How could they help their customers digitally transform if they had fallen so behind? On his first day as CEO, Nadella announced a new strategy of “mobile first, cloud first,” which later evolved to “AI/cloud first.” Microsoft’s old mission statement—“a computer on every desk, in every home”—was retired and replaced with “To empower every person and every organization on the planet to achieve more.” The former was about selling products to customers; the latter is about providing outcomes—in other words, solutions—for customers.

“The transformation we had to undertake was huge,” says Courtois:

We started this journey with the legacy people, skills, organizations, processes, tools, and capabilities of a company that was used to license software agreements to customers, the smallest and largest in the world, with little ongoing customer interaction afterwards. And now we understood that our new worldview required us to shift away from being a software-oriented company to being a cloud-oriented one. That meant, for example, that we had to completely change the pace of innovation, away from what used to be three- to four-year software release cycles to teams that are creating new services and solutions every few weeks.

And it also meant that Microsoft would have to focus much more on driving consumption of cloud services by its customers.

One of the key organizational changes underpinning Microsoft’s refresh was the transformation of the company’s global commercial business. The change was a massive undertaking. Over several months, seventy executives and some four hundred senior managers developed a strategy, unveiled in February 2017, that profoundly changed the way Microsoft’s commercial division goes to market.

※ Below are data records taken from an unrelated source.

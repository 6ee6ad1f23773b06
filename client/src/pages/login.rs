//! Email + password sign-in.

use leptos::prelude::*;

use access::{FORGOT_PASSWORD_PATH, REGISTER_PATH};

use crate::components::form_field::{FormField, FormStatus};
use crate::components::site_header::SiteHeader;
use crate::i18n::{Msg, use_i18n};
use crate::net::auth_client::AuthClient;
use crate::util::forms::validate_login;
use crate::util::presentation::use_presentation;

#[component]
pub fn LoginPage() -> impl IntoView {
    use_presentation();
    let client = expect_context::<AuthClient>();
    let t = use_i18n();

    let email = RwSignal::new(String::new());
    let password = RwSignal::new(String::new());
    let error = RwSignal::new(None::<Msg>);
    let busy = RwSignal::new(false);

    let on_submit = move |ev: leptos::ev::SubmitEvent| {
        ev.prevent_default();
        if busy.get() {
            return;
        }
        let email_value = email.get().trim().to_owned();
        let password_value = password.get();
        if let Err(e) = validate_login(&email_value, &password_value) {
            error.set(Some(e.msg()));
            return;
        }
        error.set(None);
        busy.set(true);

        let client = client.clone();
        #[cfg(feature = "hydrate")]
        leptos::task::spawn_local(async move {
            use crate::util::browser::BrowserNavigator;
            use crate::util::forms::auth_error_msg;
            use crate::util::session_gate::Navigator;

            match client.sign_in(&email_value, &password_value).await {
                // Full navigation so the access guard sees the new cookies.
                Ok(_) => BrowserNavigator.navigate(access::DASHBOARD_PATH),
                Err(e) => {
                    error.set(Some(auth_error_msg(&e, Msg::ErrInvalidCredentials)));
                    busy.set(false);
                }
            }
        });
        #[cfg(not(feature = "hydrate"))]
        let _ = (client, email_value, password_value);
    };

    view! {
        <SiteHeader/>
        <main class="auth-page">
            <form class="auth-card" on:submit=on_submit>
                <h1>{move || t(Msg::LoginTitle)}</h1>
                <FormField label=Msg::EmailLabel value=email input_type="email" autocomplete="email"/>
                <FormField
                    label=Msg::PasswordLabel
                    value=password
                    input_type="password"
                    autocomplete="current-password"
                />
                <FormStatus error=error/>
                <button class="auth-card__submit" type="submit" disabled=move || busy.get()>
                    {move || if busy.get() { t(Msg::Busy) } else { t(Msg::SubmitLogin) }}
                </button>
                <a class="auth-card__link" href=FORGOT_PASSWORD_PATH>{move || t(Msg::ForgotLink)}</a>
                <a class="auth-card__link" href=REGISTER_PATH>{move || t(Msg::NoAccount)}</a>
            </form>
        </main>
    }
}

The transformation was organized around five pillars to bring the right resources to the right customer at the right time, enabling Microsoft to support its customers with their digital transformation and drive consumption:

  • Industry coverage. The company restructured the sales organization around specific industries to provide tailored expertise and services to help customers transform; the former approach had involved acting more as a software or infrastructure-service provider.
  • Technical expertise. It brought technical competency closer to the customers by including engineers in field sales teams.
  • Customer success. It promoted usage and consumption of cloud services by more deeply engaging with customers both pre- and post-sale; often, Microsoft engineers, consultants, and developers worked on-site.
  • Digital selling. It empowered the sales force by using digital infrastructure and AI.
  • One commercial partner. The company simplified the rules of engagement between ecosystem partners and its own sales organization to enable partners to serve customers more effectively.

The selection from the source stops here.